# Assigned task:
Please output the data below exactly as given, starting at its first line and stopping after the line that contains "to a series".

(Records excerpted from a collection)
+ + + + +
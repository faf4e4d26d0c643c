//! Forecasting kernels for pre-fit ARIMA models
//!
//! Contains the pieces needed to evaluate an ARIMA(p, d, q) model whose
//! coefficients were estimated elsewhere:
//! - Differencing and re-integration
//! - ARMA point-forecast recursion
//! - Psi-weights and normal-theory interval half-widths

use crate::{MathError, Result};
use serde::{Deserialize, Serialize};
use statrs::distribution::{ContinuousCDF, Normal};

/// Order of an ARIMA model
#[derive(Debug, Clone, Copy, PartialEq, Eq, Serialize, Deserialize)]
#[serde(from = "[usize; 3]", into = "[usize; 3]")]
pub struct ArimaOrder {
    /// Autoregressive order
    pub p: usize,
    /// Differencing order
    pub d: usize,
    /// Moving-average order
    pub q: usize,
}

impl ArimaOrder {
    /// Create a new ARIMA order
    pub fn new(p: usize, d: usize, q: usize) -> Self {
        Self { p, d, q }
    }
}

impl From<[usize; 3]> for ArimaOrder {
    fn from([p, d, q]: [usize; 3]) -> Self {
        Self { p, d, q }
    }
}

impl From<ArimaOrder> for [usize; 3] {
    fn from(order: ArimaOrder) -> Self {
        [order.p, order.d, order.q]
    }
}

impl std::fmt::Display for ArimaOrder {
    fn fmt(&self, f: &mut std::fmt::Formatter<'_>) -> std::fmt::Result {
        write!(f, "ARIMA({},{},{})", self.p, self.d, self.q)
    }
}

/// Apply `d` rounds of first differencing to a series
pub fn difference(values: &[f64], d: usize) -> Result<Vec<f64>> {
    if values.len() <= d {
        return Err(MathError::InsufficientData(format!(
            "Need more than {} values to difference {} times, got {}",
            d,
            d,
            values.len()
        )));
    }

    let mut current = values.to_vec();
    for _ in 0..d {
        current = current.windows(2).map(|w| w[1] - w[0]).collect();
    }

    Ok(current)
}

/// Undo `d` rounds of differencing for a forecast path
///
/// `forecast` lives on the d-times differenced scale and continues directly
/// after the last element of `history`, which is on the original scale.
pub fn integrate(forecast: &[f64], history: &[f64], d: usize) -> Result<Vec<f64>> {
    if d == 0 {
        return Ok(forecast.to_vec());
    }

    // Last observed value at each differencing level 0..d
    let mut anchors = Vec::with_capacity(d);
    for level in 0..d {
        let differenced = difference(history, level)?;
        match differenced.last() {
            Some(last) => anchors.push(*last),
            None => {
                return Err(MathError::InsufficientData(
                    "History is empty".to_string(),
                ))
            }
        }
    }

    let mut current = forecast.to_vec();
    for anchor in anchors.into_iter().rev() {
        let mut running = anchor;
        current = current
            .iter()
            .map(|step| {
                running += step;
                running
            })
            .collect();
    }

    Ok(current)
}

/// Point forecasts from an ARMA recursion
///
/// Future innovations are taken as zero; `residuals` must hold at least the
/// last `ma.len()` in-sample innovations, aligned with the end of `series`.
pub fn arma_forecast(
    series: &[f64],
    constant: f64,
    ar: &[f64],
    ma: &[f64],
    residuals: &[f64],
    steps: usize,
) -> Result<Vec<f64>> {
    if series.len() < ar.len() {
        return Err(MathError::InsufficientData(format!(
            "AR({}) recursion needs at least {} observations, got {}",
            ar.len(),
            ar.len(),
            series.len()
        )));
    }
    if residuals.len() < ma.len() {
        return Err(MathError::InsufficientData(format!(
            "MA({}) recursion needs at least {} residuals, got {}",
            ma.len(),
            ma.len(),
            residuals.len()
        )));
    }

    let mut history = series.to_vec();
    let mut innovations = residuals.to_vec();
    let mut forecasts = Vec::with_capacity(steps);

    for _ in 0..steps {
        let n = history.len();
        let m = innovations.len();

        let mut next = constant;
        for (i, phi) in ar.iter().enumerate() {
            next += phi * history[n - 1 - i];
        }
        for (j, theta) in ma.iter().enumerate() {
            next += theta * innovations[m - 1 - j];
        }

        history.push(next);
        innovations.push(0.0);
        forecasts.push(next);
    }

    Ok(forecasts)
}

/// Psi-weights (MA(inf) representation) of an ARIMA model
///
/// The AR polynomial is expanded with the `(1 - B)^d` factor first, so the
/// weights describe the integrated process.
pub fn psi_weights(ar: &[f64], ma: &[f64], d: usize, count: usize) -> Vec<f64> {
    // Lag polynomial 1 - phi_1 B - ... - phi_p B^p
    let mut poly = Vec::with_capacity(ar.len() + d + 1);
    poly.push(1.0);
    poly.extend(ar.iter().map(|phi| -phi));

    for _ in 0..d {
        let mut next = vec![0.0; poly.len() + 1];
        for (i, c) in poly.iter().enumerate() {
            next[i] += c;
            next[i + 1] -= c;
        }
        poly = next;
    }

    let phi_star: Vec<f64> = poly.iter().skip(1).map(|c| -c).collect();

    let mut psi = Vec::with_capacity(count);
    for j in 0..count {
        if j == 0 {
            psi.push(1.0);
            continue;
        }

        let mut value = if j <= ma.len() { ma[j - 1] } else { 0.0 };
        for i in 1..=j.min(phi_star.len()) {
            value += phi_star[i - 1] * psi[j - i];
        }
        psi.push(value);
    }

    psi
}

/// Two-sided standard normal critical value for significance `alpha`
pub fn two_sided_z(alpha: f64) -> Result<f64> {
    if !(alpha > 0.0 && alpha < 1.0) {
        return Err(MathError::InvalidInput(format!(
            "Significance level must be between 0 and 1, got {}",
            alpha
        )));
    }

    let normal =
        Normal::new(0.0, 1.0).map_err(|e| MathError::CalculationError(e.to_string()))?;
    Ok(normal.inverse_cdf(1.0 - alpha / 2.0))
}

/// Interval half-widths for each forecast step
pub fn interval_half_widths(sigma2: f64, psi: &[f64], z: f64) -> Result<Vec<f64>> {
    if !sigma2.is_finite() || sigma2 < 0.0 {
        return Err(MathError::InvalidInput(format!(
            "Innovation variance must be finite and non-negative, got {}",
            sigma2
        )));
    }

    let mut cumulative = 0.0;
    Ok(psi
        .iter()
        .map(|weight| {
            cumulative += weight * weight;
            z * (sigma2 * cumulative).sqrt()
        })
        .collect())
}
+ + + + +
# Completed task:
repository faf4e4d26d0c643c
//! Forecasting kernels for pre-fit ARIMA models
//!
//! Contains the pieces needed to evaluate an ARIMA(p, d, q) model whose
//! coefficients were estimated elsewhere:
//! - Differencing and re-integration
//! - ARMA point-forecast recursion
//! - Psi-weights and normal-theory interval half-widths

use crate::{MathError, Result};
use serde::{Deserialize, Serialize};
use statrs::distribution::{ContinuousCDF, Normal};

/// Order of an ARIMA model
#[derive(Debug, Clone, Copy, PartialEq, Eq, Serialize, Deserialize)]
#[serde(from = "[usize; 3]", into = "[usize; 3]")]
pub struct ArimaOrder {
    /// Autoregressive order
    pub p: usize,
    /// Differencing order
    pub d: usize,
    /// Moving-average order
    pub q: usize,
}

impl ArimaOrder {
    /// Create a new ARIMA order
    pub fn new(p: usize, d: usize, q: usize) -> Self {
        Self { p, d, q }
    }
}

impl From<[usize; 3]> for ArimaOrder {
    fn from([p, d, q]: [usize; 3]) -> Self {
        Self { p, d, q }
    }
}

impl From<ArimaOrder> for [usize; 3] {
    fn from(order: ArimaOrder) -> Self {
        [order.p, order.d, order.q]
    }
}

impl std::fmt::Display for ArimaOrder {
    fn fmt(&self, f: &mut std::fmt::Formatter<'_>) -> std::fmt::Result {
        write!(f, "ARIMA({},{},{})", self.p, self.d, self.q)
    }
}

/// Apply `d` rounds of first differencing to a series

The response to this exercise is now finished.